The DHS report outlines four instances of neglect, one of abuse and four cases of caregiver misconduct in connection to Woods’ death.

On the night employees found Woods unresponsive in his cell, they waited 20 minutes to call 911, DHS found. However, facility protocol required staff to immediately call emergency services.

Employees could not explain the delay to investigators, according to the report.

Jerrod Lang, who was shift supervisor at the time, found Woods. Despite a policy that required staff to check on residents every 15 minutes, no one had checked on Woods for more than two hours, the report states.

Additionally, Lang admitted he falsified documents by preemptively filling Woods’ paperwork out ahead of time, indicating Woods had been checked on every 15 minutes that night, although video shows that did not happen.

After staff found Woods’ unresponsive, no one tried to check Woods’ vital signs, render aid or remove a bed sheet around his neck, the DHS investigation found.

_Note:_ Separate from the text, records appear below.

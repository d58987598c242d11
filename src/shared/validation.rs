use lazy_static::lazy_static;
use regex::Regex;

lazy_static! {
    /// Regex for estimated service duration in `HH:MM` form
    /// - Valid: "01:30", "00:45", "12:00", "100:00"
    /// - Invalid: "1:30", "01:60", "0130", "01:3"
    pub static ref DURATION_REGEX: Regex = Regex::new(r"^\d{2,3}:[0-5]\d$").unwrap();
}
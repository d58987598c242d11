mod catalog_query;
mod catalog_tree;
mod mutation_coordinator;

pub use catalog_query::CatalogQuery;
pub use catalog_tree::{CatalogSnapshot, CatalogTree, NodeKey};
pub use mutation_coordinator::{MutationCoordinator, PendingStatus};
//! Service catalog administration
//!
//! Categories contain services, services contain sub-services to any depth.
//! Reads come from the nested catalog endpoint; writes go through the
//! mutation coordinator which refetches the whole tree after each success.

pub mod clients;
pub mod dashboard;
pub mod dtos;
pub mod handlers;
pub mod models;
pub mod routes;
pub mod services;
pub mod views;

pub use clients::HttpCatalogRepository;
pub use dashboard::CatalogDashboard;
pub use routes::routes;
pub use services::{CatalogQuery, MutationCoordinator};
pub use views::CatalogRenderer;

Lang reportedly told another employee not to conduct CPR on the teen, the report states.

When investigators asked how Lang knew Woods was dead, Lang said it was “obvious” based on the teen’s appearance.

“Lang said he also called Woods’s name, and when Woods did not respond, Lang knew he was dead. … Lang said he ‘panicked and got out of there,’” the report states.

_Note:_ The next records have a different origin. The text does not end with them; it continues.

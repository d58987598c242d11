use async_trait::async_trait;
use std::sync::Arc;

use crate::core::error::Result;
use crate::features::catalog::dtos::TranslationFormDto;
use crate::features::catalog::models::{Category, Language, Service};
use crate::modules::http::{ApiClient, FileUpload, MultipartForm};

/// Typed access to the catalog endpoints of the marketplace API.
///
/// Every operation maps to exactly one HTTP call. Nothing is cached or
/// retried here.
#[async_trait]
pub trait CatalogRepository: Send + Sync {
    /// Flat category list
    async fn list_categories(&self, lang: Option<Language>) -> Result<Vec<Category>>;

    async fn get_category(&self, id: i64, lang: Option<Language>) -> Result<Category>;

    /// Categories with embedded services and sub-services, in one call
    async fn list_nested_catalog(&self, lang: Option<Language>) -> Result<Vec<Category>>;

    async fn create_category(&self, form: MultipartForm) -> Result<Category>;

    async fn update_category(&self, id: i64, form: MultipartForm) -> Result<Category>;

    async fn add_category_translation(
        &self,
        id: i64,
        translation: TranslationFormDto,
    ) -> Result<Category>;

    /// Flat service list
    async fn list_services(&self, lang: Option<Language>) -> Result<Vec<Service>>;

    async fn get_service(&self, id: i64, lang: Option<Language>) -> Result<Service>;

    async fn create_service(&self, form: MultipartForm) -> Result<Service>;

    async fn update_service(&self, id: i64, form: MultipartForm) -> Result<Service>;

    async fn add_service_translation(
        &self,
        id: i64,
        translation: TranslationFormDto,
    ) -> Result<Service>;

    /// The server removes descendants along with the service
    async fn delete_service(&self, id: i64) -> Result<bool>;

    /// Upload a spreadsheet; the server creates the services in bulk
    async fn bulk_import_services(&self, file: FileUpload) -> Result<bool>;
}

/// `CatalogRepository` backed by the marketplace REST API
pub struct HttpCatalogRepository {
    client: Arc<ApiClient>,
}

impl HttpCatalogRepository {
    pub fn new(client: Arc<ApiClient>) -> Self {
        Self { client }
    }

    fn lang_query(lang: Option<Language>) -> Vec<(&'static str, String)> {
        lang.map(|l| vec![("lang", l.as_str().to_string())])
            .unwrap_or_default()
    }
}

#[async_trait]
impl CatalogRepository for HttpCatalogRepository {
    async fn list_categories(&self, lang: Option<Language>) -> Result<Vec<Category>> {
        self.client
            .get("/service-categories", &Self::lang_query(lang))
            .await
    }

    async fn get_category(&self, id: i64, lang: Option<Language>) -> Result<Category> {
        self.client
            .get(
                &format!("/service-categories/{}", id),
                &Self::lang_query(lang),
            )
            .await
    }

    async fn list_nested_catalog(&self, lang: Option<Language>) -> Result<Vec<Category>> {
        self.client
            .get("/admin/services", &Self::lang_query(lang))
            .await
    }

    async fn create_category(&self, form: MultipartForm) -> Result<Category> {
        self.client
            .post_multipart("/admin/service-categories", form)
            .await
    }

    async fn update_category(&self, id: i64, form: MultipartForm) -> Result<Category> {
        self.client
            .put_multipart(&format!("/admin/service-categories/{}", id), form)
            .await
    }

    async fn add_category_translation(
        &self,
        id: i64,
        translation: TranslationFormDto,
    ) -> Result<Category> {
        self.client
            .post_json(
                &format!("/admin/service-categories/{}/language", id),
                &translation,
            )
            .await
    }

    async fn list_services(&self, lang: Option<Language>) -> Result<Vec<Service>> {
        self.client.get("/services", &Self::lang_query(lang)).await
    }

    async fn get_service(&self, id: i64, lang: Option<Language>) -> Result<Service> {
        self.client
            .get(&format!("/admin/services/{}", id), &Self::lang_query(lang))
            .await
    }

    async fn create_service(&self, form: MultipartForm) -> Result<Service> {
        self.client.post_multipart("/admin/services", form).await
    }

    async fn update_service(&self, id: i64, form: MultipartForm) -> Result<Service> {
        self.client
            .put_multipart(&format!("/admin/services/{}", id), form)
            .await
    }

    async fn add_service_translation(
        &self,
        id: i64,
        translation: TranslationFormDto,
    ) -> Result<Service> {
        self.client
            .post_json(&format!("/admin/services/{}/language", id), &translation)
            .await
    }

    async fn delete_service(&self, id: i64) -> Result<bool> {
        // Singular "service" is what the API exposes for deletion.
        self.client
            .delete_ack(&format!("/admin/service/{}", id))
            .await
    }

    async fn bulk_import_services(&self, file: FileUpload) -> Result<bool> {
        let form = MultipartForm::new().file("file", file);
        self.client
            .post_multipart_ack("/admin/services/upload", form)
            .await
    }
}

Lang also told investigators he nudged Woods with his foot.

“Lang said after they left the room, he went outside and ‘smoked a bunch of cigarettes,’” the report says. “Lang said staff came outside a few times to check on him, but he could not deal with the situation.”

Lang told investigators he was trained in CPR, but could not recall what to do if he discovered an unconscious victim, according to the report.

Several employees said they did not know how to respond to the incident.

One employee said he didn’t receive training on the facility’s policies and procedures. Another employee told investigators “when they were dealing with the emergency situation, no one knew what to do.”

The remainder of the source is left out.